Saja Moane: Dari Tradisi Laut Wakatobi ke Lintasan Sejarah Bangsa

  

Teikita.com - Tari Saja Moane adalah salah satu warisan budaya takbenda yang lahir dari masyarakat pesisir Wakatobi, Sulawesi Tenggara. Nama ini mungkin terdengar asing bagi sebagian orang Indonesia, tetapi bagi masyarakat Wakatobi, Saja Moane adalah simbol identitas, kebanggaan, dan sejarah panjang hubungan manusia dengan laut.

Dalam perayaan HUT RI 80 Tahun kini menjadi pilihan untuk ditampilkan karena sarat makna, memadukan keindahan gerak dengan kisah perjuangan dan kearifan lokal. Menariknya, tari Saja Moane bukan sekadar hiburan, melainkan cermin perjalanan budaya maritim yang membentuk jati diri bangsa Indonesia.

Asal-Usul dan Makna Tari Saja Moane

Secara harfiah, “Saja Moane” dapat diartikan sebagai “tarian para lelaki” (dari bahasa lokal saja = tarian, moane = laki-laki). Tarian ini awalnya dipentaskan oleh para lelaki dewasa sebagai ungkapan semangat, keberanian, dan kesiapan menghadapi tantangan, khususnya tantangan di laut.

Wakatobi sejak dahulu adalah wilayah strategis yang dikelilingi lautan luas. Masyarakatnya hidup dari melaut, berdagang, dan berinteraksi dengan bangsa lain. Laut bagi mereka bukan sekadar sumber mata pencaharian, tetapi juga arena pertaruhan nyawa. Karena itu, gerakan tari Saja Moane banyak terinspirasi dari aktivitas bahari—mulai dari mendayung perahu, mengibarkan layar, hingga sikap sigap menghadapi ombak besar. Dalam konteks sosial, Saja Moane juga menjadi media pendidikan nilai-nilai seperti kebersamaan, keberanian, dan kedisiplinan. Setiap gerakan memiliki filosofi, misalnya gerakan melangkah tegap melambangkan tekad kuat, sementara hentakan kaki serentak melambangkan persatuan.

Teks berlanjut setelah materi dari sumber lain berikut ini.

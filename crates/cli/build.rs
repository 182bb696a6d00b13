use std::process::Command;

/// Run git and return trimmed stdout, or None outside a work tree.
fn git(args: &[&str]) -> Option<String> {
    let out = Command::new("git").args(args).output().ok()?;
    if !out.status.success() {
        return None;
    }
    let text = String::from_utf8(out.stdout).ok()?;
    Some(text.trim().to_string())
}

fn main() {
    println!("cargo:rerun-if-env-changed=BUILD_GIT_HASH");

    let hash = match std::env::var("BUILD_GIT_HASH") {
        Ok(hash) if !hash.is_empty() => hash,
        _ => git(&["rev-parse", "--short", "HEAD"]).unwrap_or_else(|| "unknown".into()),
    };
    println!("cargo:rustc-env=BUILD_GIT_HASH={hash}");

    if let Some(dir) = git(&["rev-parse", "--git-dir"]) {
        for path in ["HEAD", "refs"] {
            println!("cargo:rerun-if-changed={dir}/{path}");
        }
    }
}
// SPDX-License-Identifier: BUSL-1.1
// Copyright (c) 2026 Alfred Jean LLC

// Allow panic!/unwrap/expect in test code
#![cfg_attr(test, allow(clippy::panic))]
#![cfg_attr(test, allow(clippy::unwrap_used))]
#![cfg_attr(test, allow(clippy::expect_used))]

//! ot-engine: long-poll tracking of backend operations

mod config;
mod error;
mod event;
mod removal;
mod tracker;

pub use config::{TrackerConfig, DEFAULT_POLL_INTERVAL, DEFAULT_REMOVAL_GRACE};
pub use error::TrackerError;
pub use event::TrackerEvent;
pub use tracker::{Tracker, CANCELLED_MESSAGE, STARTING_MESSAGE};
// SPDX-License-Identifier: BUSL-1.1
// Copyright (c) 2026 Alfred Jean LLC

use async_trait::async_trait;
use ot_core::{OperationKey, OperationStatus};
use thiserror::Error;

/// Errors from notify operations
#[derive(Debug, Error)]
pub enum NotifyError {
    #[error("send failed: {0}")]
    SendFailed(String),
}

/// Adapter for announcing operation outcomes to the user
#[async_trait]
pub trait NotifyAdapter: Clone + Send + Sync + 'static {
    /// Send a notification with a title and message body
    async fn notify(&self, title: &str, message: &str) -> Result<(), NotifyError>;
}

/// Title and body announcing that `key` settled with `status`.
///
/// Returns `None` for statuses that are not terminal.
pub fn outcome_notification(
    key: &OperationKey,
    status: &OperationStatus,
    message: &str,
) -> Option<(String, String)> {
    let verb = match status {
        OperationStatus::Completed => "completed",
        OperationStatus::Error => "failed",
        OperationStatus::Cancelled => "cancelled",
        _ => return None,
    };
    let title = format!("{} {} {verb}", key.kind, key.id);
    let body = if message.is_empty() { format!("{} is {status}", key) } else { message.to_string() };
    Some((title, body))
}

/// Desktop notification adapter using notify-rust.
///
/// On macOS the first notification looks up a bundle identifier through
/// AppleScript, which blocks forever without Automation permissions. The
/// identifier is set up front to skip the lookup.
#[derive(Clone, Copy, Debug, Default)]
pub struct DesktopNotifyAdapter;

impl DesktopNotifyAdapter {
    pub fn new() -> Self {
        #[cfg(target_os = "macos")]
        {
            let _ = mac_notification_sys::set_application("com.apple.Terminal");
        }
        Self
    }
}

#[async_trait]
impl NotifyAdapter for DesktopNotifyAdapter {
    async fn notify(&self, title: &str, message: &str) -> Result<(), NotifyError> {
        let title = title.to_string();
        let message = message.to_string();
        // show() is synchronous; the CLI waits so the process does not exit first
        tokio::task::spawn_blocking(move || {
            tracing::info!(%title, %message, "sending desktop notification");
            notify_rust::Notification::new()
                .summary(&title)
                .body(&message)
                .show()
                .map(|_| ())
                .map_err(|e| NotifyError::SendFailed(e.to_string()))
        })
        .await
        .map_err(|e| NotifyError::SendFailed(e.to_string()))?
    }
}

#[cfg(any(test, feature = "test-support"))]
#[cfg_attr(coverage_nightly, coverage(off))]
mod fake {
    use super::{NotifyAdapter, NotifyError};
    use async_trait::async_trait;
    use parking_lot::Mutex;
    use std::sync::Arc;

    /// Recorded notification
    #[derive(Debug, Clone, PartialEq, Eq)]
    pub struct NotifyCall {
        pub title: String,
        pub message: String,
    }

    #[derive(Default)]
    struct FakeNotifyState {
        calls: Vec<NotifyCall>,
        fail: bool,
    }

    /// Fake notification adapter for testing
    #[derive(Clone, Default)]
    pub struct FakeNotifyAdapter {
        inner: Arc<Mutex<FakeNotifyState>>,
    }

    impl FakeNotifyAdapter {
        pub fn new() -> Self {
            Self::default()
        }

        /// Get all recorded notifications
        pub fn calls(&self) -> Vec<NotifyCall> {
            self.inner.lock().calls.clone()
        }

        /// Make subsequent sends fail (still recorded)
        pub fn fail(&self, fail: bool) {
            self.inner.lock().fail = fail;
        }
    }

    #[async_trait]
    impl NotifyAdapter for FakeNotifyAdapter {
        async fn notify(&self, title: &str, message: &str) -> Result<(), NotifyError> {
            let mut state = self.inner.lock();
            state.calls.push(NotifyCall { title: title.to_string(), message: message.to_string() });
            if state.fail {
                return Err(NotifyError::SendFailed("fake failure".into()));
            }
            Ok(())
        }
    }
}

#[cfg(any(test, feature = "test-support"))]
pub use fake::{FakeNotifyAdapter, NotifyCall};

#[cfg(test)]
#[path = "notify_tests.rs"]
mod tests;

Dari sudut pandang antropologi budaya, Saja Moane termasuk tari tradisional maritim yang merepresentasikan hubungan harmonis antara manusia dan laut. Tradisi ini menunjukkan bahwa seni tari bukan hanya bentuk ekspresi estetis, tetapi juga arsip hidup yang menyimpan pengetahuan lokal (local wisdom).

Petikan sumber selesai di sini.